Requirement
Write out the listing beneath this instruction in its entirety, exactly as it reads.

━━━━━ Recorded data

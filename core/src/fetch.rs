//! Fetching a single item by identifier.

use tracing::warn;

use crate::error::{ApiError, HookError};
use crate::gateway::Gateway;
use crate::http::Transport;
use crate::session::{Navigator, TokenStore};
use crate::types::Item;

/// Resolve a route parameter into an item identifier.
pub fn parse_item_id(raw: &str) -> Option<i64> {
    raw.trim().parse().ok()
}

#[derive(Debug, Clone, Default)]
pub struct ItemFetch {
    item: Option<Item>,
    loading: bool,
    error: Option<HookError>,
}

impl ItemFetch {
    pub fn new() -> Self {
        Self::default()
    }

    pub fn item(&self) -> Option<&Item> {
        self.item.as_ref()
    }

    pub fn loading(&self) -> bool {
        self.loading
    }

    pub fn error(&self) -> Option<&HookError> {
        self.error.as_ref()
    }

    /// Load the item with `id`. A missing identifier fails immediately with
    /// `HookError::InvalidIdentifier` and sends nothing.
    pub fn load<T, S, N>(&mut self, gateway: &Gateway<T, S, N>, id: Option<i64>) -> bool
    where
        T: Transport,
        S: TokenStore,
        N: Navigator,
    {
        self.item = None;
        let Some(id) = id else {
            self.loading = false;
            self.error = Some(HookError::InvalidIdentifier);
            return false;
        };

        self.loading = true;
        self.error = None;
        let ok = match gateway.get_item(id) {
            Ok(item) => {
                self.item = Some(item);
                true
            }
            Err(e) => {
                warn!(id, error = %e, "error fetching item");
                self.error = Some(fetch_error(e));
                false
            }
        };
        self.loading = false;
        ok
    }
}

fn fetch_error(err: ApiError) -> HookError {
    match err {
        ApiError::NotFound => HookError::NotFound,
        ApiError::Unauthorized => HookError::Unauthorized,
        ApiError::Transport(_) => HookError::Generic("No response received from server".to_string()),
        ApiError::HttpError { status, body } => {
            let reason = server_message(&body).unwrap_or_else(|| format!("HTTP {status}"));
            HookError::Generic(format!("Error fetching item: {reason}"))
        }
        other => HookError::Generic(format!("Error fetching item: {other}")),
    }
}

/// Pull a human-readable reason out of a JSON error body.
fn server_message(body: &str) -> Option<String> {
    let value: serde_json::Value = serde_json::from_str(body).ok()?;
    ["message", "detail"]
        .iter()
        .find_map(|key| value.get(*key)?.as_str().map(str::to_string))
}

━━━━━━━━━━

Solution below
filename core/src/fetch.rs
//! Fetching a single item by identifier.

use tracing::warn;

use crate::error::{ApiError, HookError};
use crate::gateway::Gateway;
use crate::http::Transport;
use crate::session::{Navigator, TokenStore};
use crate::types::Item;

/// Resolve a route parameter into an item identifier.
pub fn parse_item_id(raw: &str) -> Option<i64> {
    raw.trim().parse().ok()
}

#[derive(Debug, Clone, Default)]
pub struct ItemFetch {
    item: Option<Item>,
    loading: bool,
    error: Option<HookError>,
}

impl ItemFetch {
    pub fn new() -> Self {
        Self::default()
    }

    pub fn item(&self) -> Option<&Item> {
        self.item.as_ref()
    }

    pub fn loading(&self) -> bool {
        self.loading
    }

    pub fn error(&self) -> Option<&HookError> {
        self.error.as_ref()
    }

    /// Load the item with `id`. A missing identifier fails immediately with
    /// `HookError::InvalidIdentifier` and sends nothing.
    pub fn load<T, S, N>(&mut self, gateway: &Gateway<T, S, N>, id: Option<i64>) -> bool
    where
        T: Transport,
        S: TokenStore,
        N: Navigator,
    {
        self.item = None;
        let Some(id) = id else {
            self.loading = false;
            self.error = Some(HookError::InvalidIdentifier);
            return false;
        };

        self.loading = true;
        self.error = None;
        let ok = match gateway.get_item(id) {
            Ok(item) => {
                self.item = Some(item);
                true
            }
            Err(e) => {
                warn!(id, error = %e, "error fetching item");
                self.error = Some(fetch_error(e));
                false
            }
        };
        self.loading = false;
        ok
    }
}

fn fetch_error(err: ApiError) -> HookError {
    match err {
        ApiError::NotFound => HookError::NotFound,
        ApiError::Unauthorized => HookError::Unauthorized,
        ApiError::Transport(_) => HookError::Generic("No response received from server".to_string()),
        ApiError::HttpError { status, body } => {
            let reason = server_message(&body).unwrap_or_else(|| format!("HTTP {status}"));
            HookError::Generic(format!("Error fetching item: {reason}"))
        }
        other => HookError::Generic(format!("Error fetching item: {other}")),
    }
}

/// Pull a human-readable reason out of a JSON error body.
fn server_message(body: &str) -> Option<String> {
    let value: serde_json::Value = serde_json::from_str(body).ok()?;
    ["message", "detail"]
        .iter()
        .find_map(|key| value.get(*key)?.as_str().map(str::to_string))
}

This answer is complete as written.